The seven-member Community Correctional Partnership unanimously funded continued core inmate oversight responsibilities for the offices of the sheriff, district attorney, probation and public defender.

Brokered by Contra Costa Public Defender Robin Lipetzky, the panel also voted 6-1 to set aside $4.03 million for community-based inmate transition services including one-stop centers, job placement, housing and mentoring services. District Attorney Mark Peterson was the lone dissenter.

It is a huge victory for progressive activists and volunteers on the partnership's citizen advisory board whose mantra has been, "Invest in people, not prisons."

In addition, the partnership:

  • Reserved $2.7 million originally earmarked for a controversial 150-bed expansion at the West County Detention Center in Richmond. Sheriff David Livingston agreed to put the project on hold if the money was set aside and available in case incarceration alternatives don't work.

  • Earmarked $900,000 for a new pretrial program for low-level offenders.

  • Allocated $300,000 for an oversight office that will gather and analyze performance data and evaluate the effectiveness of county and community programs.

    "I think this is a good compromise," said partnership member and Richmond police Chief Chris Magnus. "No one will be 100 percent happy but this gets us moving toward addressing a lot of unmet needs."

    Magnus sided with progressives who argue that helping inmates stay out of prison is a more humane and cost-effective approach.

    On the other end, traditional law enforcement representatives say they need sufficient funding to manage the influx of felons into their jails and onto their probation rolls, or dangerous criminals could be released into the community.

    The logjam may have loosened Friday but the debate over the best way to spend realignment money appears far from over.

    Already six months into this fiscal year, the county had been running the program under an extension of last year's budget.

    The unanimous vote Friday on the $15.5 million for the 2012-13 core budget all but guarantees that the Contra Costa Board of Supervisors will ratify it under the four-fifths vote required for budget acts taken outside the normal cycle.

    The community-based transition services piece faces a steeper climb.

    County supervisors have said publicly and privately that they want the partnership to settle its differences before they consider a spending blueprint.
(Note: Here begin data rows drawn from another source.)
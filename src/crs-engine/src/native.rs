//! Binding to the proprietary `crs-api` C library

use std::ffi::CStr;
use std::marker::PhantomData;
use std::os::raw::{c_char, c_int};

use tracing::trace;

use crate::api::{CallResult, EngineApi, CRS_STRING_SIZE};
use crate::error::{check_status, ErrorCode};

const CRS_ENABLE: c_int = 1;
const CRS_DISABLE: c_int = 0;

extern "C" {
    fn crs_properties_initialize(installation_dir: *const c_char) -> c_int;
    fn crs_system_initialize() -> c_int;
    fn crs_system_shutdown() -> c_int;

    fn crs_set_input_path(path: *const c_char) -> c_int;
    fn crs_get_input_page_count(page_count: *mut c_int) -> c_int;
    fn crs_page_initialize() -> c_int;

    fn crs_set_page_orientation_correction_mode(mode: c_int) -> c_int;
    fn crs_set_page_cropping_mode(mode: c_int) -> c_int;
    fn crs_set_page_deskewing_correction_mode(mode: c_int) -> c_int;
    fn crs_set_extendedarabic_handwriting_processing_mode(mode: c_int) -> c_int;
    fn crs_set_noise_filter(level: c_int) -> c_int;

    fn crs_phase1_preprocess_and_clean_page() -> c_int;
    fn crs_phase2_decompose_page() -> c_int;
    fn crs_phase3_identify_language() -> c_int;
    fn crs_recognize() -> c_int;

    fn crs_get_alphabet_found(buffer: *mut c_char, size: c_int) -> c_int;
    fn crs_get_language_found(buffer: *mut c_char, size: c_int) -> c_int;
    fn crs_get_error_text(buffer: *mut c_char, size: c_int) -> c_int;

    fn crs_set_cleaned_output_path(path: *const c_char) -> c_int;
    fn crs_set_utf8_output_path(path: *const c_char) -> c_int;
    fn crs_set_utf16_output_path(path: *const c_char) -> c_int;
    fn crs_write_output() -> c_int;
}

fn mode(enabled: bool) -> c_int {
    if enabled {
        CRS_ENABLE
    } else {
        CRS_DISABLE
    }
}

/// Fill a fixed engine buffer and copy out the bytes before the terminator
fn read_text(getter: unsafe extern "C" fn(*mut c_char, c_int) -> c_int) -> (c_int, Vec<u8>) {
    let mut buffer = vec![0 as c_char; CRS_STRING_SIZE];
    // SAFETY: the buffer is CRS_STRING_SIZE bytes long and the engine writes
    // at most `size` bytes including the terminator.
    let status = unsafe { getter(buffer.as_mut_ptr(), CRS_STRING_SIZE as c_int) };

    // Force termination in case the engine filled the whole buffer.
    if let Some(last) = buffer.last_mut() {
        *last = 0;
    }
    // SAFETY: the buffer is NUL-terminated by construction.
    let text = unsafe { CStr::from_ptr(buffer.as_ptr()) }.to_bytes().to_vec();
    (status, text)
}

/// The linked recognition engine.
///
/// The engine keeps process-global state and is not reentrant, so this handle
/// is neither `Send` nor `Sync`.
#[derive(Debug, Default)]
pub struct NativeEngine {
    _not_send: PhantomData<*const ()>,
}

impl NativeEngine {
    pub fn new() -> Self {
        Self::default()
    }
}

impl EngineApi for NativeEngine {
    fn properties_initialize(&mut self, install_dir: &CStr) -> CallResult {
        check_status(unsafe { crs_properties_initialize(install_dir.as_ptr()) })
    }

    fn system_initialize(&mut self) -> CallResult {
        check_status(unsafe { crs_system_initialize() })
    }

    fn system_shutdown(&mut self) {
        let status = unsafe { crs_system_shutdown() };
        trace!(status, "crs_system_shutdown returned");
    }

    fn set_input_path(&mut self, path: &CStr) -> CallResult {
        check_status(unsafe { crs_set_input_path(path.as_ptr()) })
    }

    fn input_page_count(&mut self) -> CallResult<u32> {
        let mut count: c_int = 0;
        check_status(unsafe { crs_get_input_page_count(&mut count) })?;
        Ok(count.max(0) as u32)
    }

    fn page_initialize(&mut self) -> CallResult {
        check_status(unsafe { crs_page_initialize() })
    }

    fn set_orientation_correction(&mut self, enabled: bool) -> CallResult {
        check_status(unsafe { crs_set_page_orientation_correction_mode(mode(enabled)) })
    }

    fn set_cropping(&mut self, enabled: bool) -> CallResult {
        check_status(unsafe { crs_set_page_cropping_mode(mode(enabled)) })
    }

    fn set_deskewing(&mut self, enabled: bool) -> CallResult {
        check_status(unsafe { crs_set_page_deskewing_correction_mode(mode(enabled)) })
    }

    fn set_handwriting_processing(&mut self, enabled: bool) -> CallResult {
        check_status(unsafe { crs_set_extendedarabic_handwriting_processing_mode(mode(enabled)) })
    }

    fn set_noise_filter(&mut self, level: u8) -> CallResult {
        check_status(unsafe { crs_set_noise_filter(c_int::from(level)) })
    }

    fn preprocess_and_clean_page(&mut self) -> CallResult {
        check_status(unsafe { crs_phase1_preprocess_and_clean_page() })
    }

    fn decompose_page(&mut self) -> CallResult {
        check_status(unsafe { crs_phase2_decompose_page() })
    }

    fn identify_language(&mut self) -> CallResult {
        check_status(unsafe { crs_phase3_identify_language() })
    }

    fn recognize(&mut self) -> CallResult {
        check_status(unsafe { crs_recognize() })
    }

    fn alphabet_found(&mut self) -> CallResult<Vec<u8>> {
        let (status, text) = read_text(crs_get_alphabet_found);
        check_status(status)?;
        Ok(text)
    }

    fn language_found(&mut self) -> CallResult<Vec<u8>> {
        let (status, text) = read_text(crs_get_language_found);
        check_status(status)?;
        Ok(text)
    }

    fn set_cleaned_output_path(&mut self, path: &CStr) -> CallResult {
        check_status(unsafe { crs_set_cleaned_output_path(path.as_ptr()) })
    }

    fn set_utf8_output_path(&mut self, path: &CStr) -> CallResult {
        check_status(unsafe { crs_set_utf8_output_path(path.as_ptr()) })
    }

    fn set_utf16_output_path(&mut self, path: &CStr) -> CallResult {
        check_status(unsafe { crs_set_utf16_output_path(path.as_ptr()) })
    }

    fn write_output(&mut self) -> CallResult {
        check_status(unsafe { crs_write_output() })
    }

    fn error_text(&mut self, code: ErrorCode) -> String {
        let (_, text) = read_text(crs_get_error_text);
        if text.is_empty() {
            format!("engine error {}", code)
        } else {
            String::from_utf8_lossy(&text).into_owned()
        }
    }
}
The board vote is scheduled for Jan. 15.

    But Peterson, the sole vote against the progressives' share of the budget, vehemently argued the allocation could leave other critical work unfunded.

    Petersen is still looking for money to help cover his costs related to the oversight of the felons formerly under the state's care, and so are the Superior Court and county health department. City police agencies asked for the first time Friday for money, too.

    "I'm not opposed to transition services," Peterson said. "But this money was intended to compensate agencies for their new responsibilities. What happens to all of these unfunded proposals?"

    There will be more money, Lipetzky and other partnership members assured Peterson on Friday.

    The partnership has $1.8 million in the bank from its first partial budget in 2010-11. It will collect $19 million from the state for 2012-13.

    But the six-month delay in the passage of a full budget means it won't spend all of the funds. Many of the items are one-time expenses, which will free up dollars for ongoing programs.